§ **Assignment**
When a line of the entries contains the word "derive", report that line.

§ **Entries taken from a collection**

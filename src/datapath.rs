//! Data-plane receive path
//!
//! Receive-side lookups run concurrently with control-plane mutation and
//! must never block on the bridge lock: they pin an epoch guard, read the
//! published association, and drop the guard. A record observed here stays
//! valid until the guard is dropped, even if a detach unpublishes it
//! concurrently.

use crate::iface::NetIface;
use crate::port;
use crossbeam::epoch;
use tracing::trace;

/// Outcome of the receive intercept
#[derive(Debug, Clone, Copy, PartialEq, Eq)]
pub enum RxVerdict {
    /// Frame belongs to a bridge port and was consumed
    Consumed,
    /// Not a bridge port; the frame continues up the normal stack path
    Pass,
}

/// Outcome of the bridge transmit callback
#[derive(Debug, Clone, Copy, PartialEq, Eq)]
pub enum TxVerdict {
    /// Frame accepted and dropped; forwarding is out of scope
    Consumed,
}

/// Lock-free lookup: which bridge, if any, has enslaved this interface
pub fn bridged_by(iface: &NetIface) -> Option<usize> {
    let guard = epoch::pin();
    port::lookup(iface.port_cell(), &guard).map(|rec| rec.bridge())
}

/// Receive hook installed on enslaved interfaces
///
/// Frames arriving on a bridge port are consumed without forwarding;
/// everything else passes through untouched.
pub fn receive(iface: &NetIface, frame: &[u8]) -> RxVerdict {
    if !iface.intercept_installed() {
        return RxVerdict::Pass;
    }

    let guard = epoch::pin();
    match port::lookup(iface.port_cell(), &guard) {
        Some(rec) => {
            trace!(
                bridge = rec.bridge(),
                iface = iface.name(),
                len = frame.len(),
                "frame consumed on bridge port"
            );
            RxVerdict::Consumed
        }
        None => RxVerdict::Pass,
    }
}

==

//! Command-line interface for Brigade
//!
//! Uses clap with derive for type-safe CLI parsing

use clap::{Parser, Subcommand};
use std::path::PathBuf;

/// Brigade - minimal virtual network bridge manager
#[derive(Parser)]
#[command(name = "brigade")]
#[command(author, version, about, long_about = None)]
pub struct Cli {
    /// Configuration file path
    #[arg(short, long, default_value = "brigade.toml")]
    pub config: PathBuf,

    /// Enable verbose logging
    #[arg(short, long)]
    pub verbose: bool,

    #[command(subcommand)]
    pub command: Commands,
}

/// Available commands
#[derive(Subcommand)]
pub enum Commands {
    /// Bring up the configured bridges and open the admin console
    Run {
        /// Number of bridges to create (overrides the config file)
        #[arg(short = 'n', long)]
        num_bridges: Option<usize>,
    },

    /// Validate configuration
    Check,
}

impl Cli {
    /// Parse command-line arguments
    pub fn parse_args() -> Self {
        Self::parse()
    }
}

§ **Solution**
#[derive(Debug, Clone, Copy, PartialEq, Eq)]
#[derive(Debug, Clone, Copy, PartialEq, Eq)]
//! Uses clap with derive for type-safe CLI parsing
#[derive(Parser)]
#[derive(Subcommand)]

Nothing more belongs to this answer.